Yellow papaya has more vitamin A than pink varieties, according to research by Andrea Blas, a University of Hawaiʻi at Mānoa doctoral candidate in molecular biology.
Work on the molecular-genetic basis of color in papaya may help people in the developing world combat nutritional deficiencies, says Blas, who received the Gamma Sigma Delta PhD Student Oral Presentation Award of Merit at the spring 2008 College of Tropical Agriculture and Human Resources student research symposium and an Achievement Rewards for College Scientists grant.
Such genetic work will be easier, at least in SunUp papaya and hybrids, now that researchers have decoded SunUp’s genome.
An international consortium led by UH Mānoa’s Center for Advanced Studies in Genomics, Proteomics and Bioinformatics sequenced 90 percent of the disease-resistant fruit’s genetic code.

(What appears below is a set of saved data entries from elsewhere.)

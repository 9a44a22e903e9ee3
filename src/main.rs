//! Headset PnP Status - Command Line Entry Point

use clap::{Parser, Subcommand};
use headset_pnp_status::error::{AppError, Result};
use headset_pnp_status::headset::{Headset, HeadsetStatus};
use headset_pnp_status::logging::{init_logging, parse_log_level, LogSetup};
use headset_pnp_status::pnp::DeviceDirectory;
use headset_pnp_status::settings::{AppConfig, ConfigManager};
use log::{debug, error};
use std::path::PathBuf;
use std::process::ExitCode;

#[derive(Parser)]
#[command(name = "headset_status")]
#[command(about = "Battery and connection state of a Bluetooth headset from Windows PnP data", long_about = None)]
#[command(version)]
struct Cli {
    #[command(subcommand)]
    command: Option<Commands>,

    /// Friendly name of the hands-free device (`_` matches any one character)
    #[arg(long, global = true)]
    hands_free: Option<String>,

    /// Friendly name of the headphones device (`_` matches any one character)
    #[arg(long, global = true)]
    headphones: Option<String>,

    /// Configuration file to use instead of the default location
    #[arg(long, global = true)]
    config: Option<PathBuf>,

    /// Log level (trace, debug, info, warn, error, off)
    #[arg(long, global = true)]
    log_level: Option<String>,
}

#[derive(Subcommand)]
enum Commands {
    /// Show battery, connection and last-connected time (default)
    Status {
        /// Print as JSON
        #[arg(long)]
        json: bool,
    },
    /// Print the battery level in percent
    Battery,
    /// Print whether the headphones are connected
    Connected,
    /// Print when the headphones were last connected (UTC)
    LastConnected,
    /// Cycle the Bluetooth sub-devices to reconnect (needs administrative rights)
    Connect,
    /// Disable the Bluetooth sub-devices to disconnect (needs administrative rights)
    Disconnect,
}

fn main() -> ExitCode {
    let cli = Cli::parse();

    match run(cli) {
        Ok(()) => ExitCode::SUCCESS,
        Err(e) => {
            error!("{}", e);
            ExitCode::FAILURE
        }
    }
}

fn run(cli: Cli) -> Result<()> {
    let config_manager = match &cli.config {
        Some(path) => ConfigManager::with_path(path),
        None => ConfigManager::new()?,
    };
    let config = config_manager.load()?;

    let level = cli.log_level.as_deref().unwrap_or(&config.logging.level);
    init_logging(LogSetup {
        level: parse_log_level(level),
        log_dir: Some(config_manager.log_dir()),
        max_file_size: config.logging.max_file_size,
        max_files: config.logging.max_files,
    })?;
    debug!("Using config {:?}", config_manager.config_path());

    execute(cli, config)
}

#[cfg(windows)]
fn execute(cli: Cli, config: AppConfig) -> Result<()> {
    use headset_pnp_status::pnp::SetupApiDirectory;
    execute_with(SetupApiDirectory::new(), cli, config)
}

#[cfg(not(windows))]
fn execute(_cli: Cli, _config: AppConfig) -> Result<()> {
    Err(AppError::Unsupported(
        "The PnP device inventory is only available on Windows".to_string(),
    ))
}

#[cfg_attr(not(windows), allow(dead_code))]
fn execute_with<D: DeviceDirectory>(directory: D, cli: Cli, config: AppConfig) -> Result<()> {
    let headset = Headset::create_with_config(
        directory,
        config.headset,
        cli.hands_free.as_deref(),
        cli.headphones.as_deref(),
    )?;

    match cli.command.unwrap_or(Commands::Status { json: false }) {
        Commands::Status { json } => {
            let status = HeadsetStatus::read(&headset)?;
            if json {
                let out = serde_json::to_string_pretty(&status).map_err(|e| {
                    AppError::ConfigError(format!("Could not serialize status: {}", e))
                })?;
                println!("{}", out);
            } else {
                println!("{}", status);
            }
        }
        Commands::Battery => println!("{}", headset.battery_level()),
        Commands::Connected => println!("{}", headset.connected()?),
        Commands::LastConnected => println!("{}", headset.last_connected_time()?.to_rfc3339()),
        Commands::Connect => headset.try_connect()?,
        Commands::Disconnect => headset.try_disconnect()?,
    }

    Ok(())
}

The information answers questions that have kept transgenic papaya out of the Japanese market as well as advancing research on the evolution of flowering plants and supporting future work on disease resistance and nutritional value in papaya.
The work was featured as the April 24, 2008, Nature cover story. Co-lead authors are UH Mānoa microbiologist Shaobin Hou and PhD alumnus Ray Ming, now a University of Illinois associate professor.